## Given records
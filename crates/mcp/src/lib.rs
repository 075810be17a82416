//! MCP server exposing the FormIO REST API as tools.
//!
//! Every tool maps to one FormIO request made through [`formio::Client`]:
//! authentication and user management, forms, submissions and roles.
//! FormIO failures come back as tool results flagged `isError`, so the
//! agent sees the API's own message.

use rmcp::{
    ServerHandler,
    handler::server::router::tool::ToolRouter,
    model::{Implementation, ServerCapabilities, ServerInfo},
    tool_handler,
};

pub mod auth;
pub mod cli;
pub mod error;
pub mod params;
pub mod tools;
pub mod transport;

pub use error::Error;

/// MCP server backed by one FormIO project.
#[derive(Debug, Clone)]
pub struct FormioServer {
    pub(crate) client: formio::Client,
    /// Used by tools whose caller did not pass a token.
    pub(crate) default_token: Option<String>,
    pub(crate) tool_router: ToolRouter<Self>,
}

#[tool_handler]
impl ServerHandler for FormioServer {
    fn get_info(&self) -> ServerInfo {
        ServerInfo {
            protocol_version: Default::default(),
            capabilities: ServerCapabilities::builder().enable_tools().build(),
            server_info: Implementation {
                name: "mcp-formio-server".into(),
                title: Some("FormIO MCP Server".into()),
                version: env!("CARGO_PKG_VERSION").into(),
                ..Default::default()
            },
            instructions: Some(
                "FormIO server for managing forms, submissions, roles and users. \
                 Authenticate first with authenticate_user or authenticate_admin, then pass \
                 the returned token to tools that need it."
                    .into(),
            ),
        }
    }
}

## What you have to do
An exact reproduction of the listing is needed.

## Expected output
filename crates/mcp/src/lib.rs
repository 075810be17a82416
//! MCP server exposing the FormIO REST API as tools.
//!
//! Every tool maps to one FormIO request made through [`formio::Client`]:
//! authentication and user management, forms, submissions and roles.
//! FormIO failures come back as tool results flagged `isError`, so the
//! agent sees the API's own message.

use rmcp::{
    ServerHandler,
    handler::server::router::tool::ToolRouter,
    model::{Implementation, ServerCapabilities, ServerInfo},
    tool_handler,
};

pub mod auth;
pub mod cli;
pub mod error;
pub mod params;
pub mod tools;
pub mod transport;

pub use error::Error;

/// MCP server backed by one FormIO project.
#[derive(Debug, Clone)]
pub struct FormioServer {
    pub(crate) client: formio::Client,
    /// Used by tools whose caller did not pass a token.
    pub(crate) default_token: Option<String>,
    pub(crate) tool_router: ToolRouter<Self>,
}

#[tool_handler]
impl ServerHandler for FormioServer {
    fn get_info(&self) -> ServerInfo {
        ServerInfo {
            protocol_version: Default::default(),
            capabilities: ServerCapabilities::builder().enable_tools().build(),
            server_info: Implementation {
                name: "mcp-formio-server".into(),
                title: Some("FormIO MCP Server".into()),
                version: env!("CARGO_PKG_VERSION").into(),
                ..Default::default()
            },
            instructions: Some(
                "FormIO server for managing forms, submissions, roles and users. \
                 Authenticate first with authenticate_user or authenticate_admin, then pass \
                 the returned token to tools that need it."
                    .into(),
            ),
        }
    }
}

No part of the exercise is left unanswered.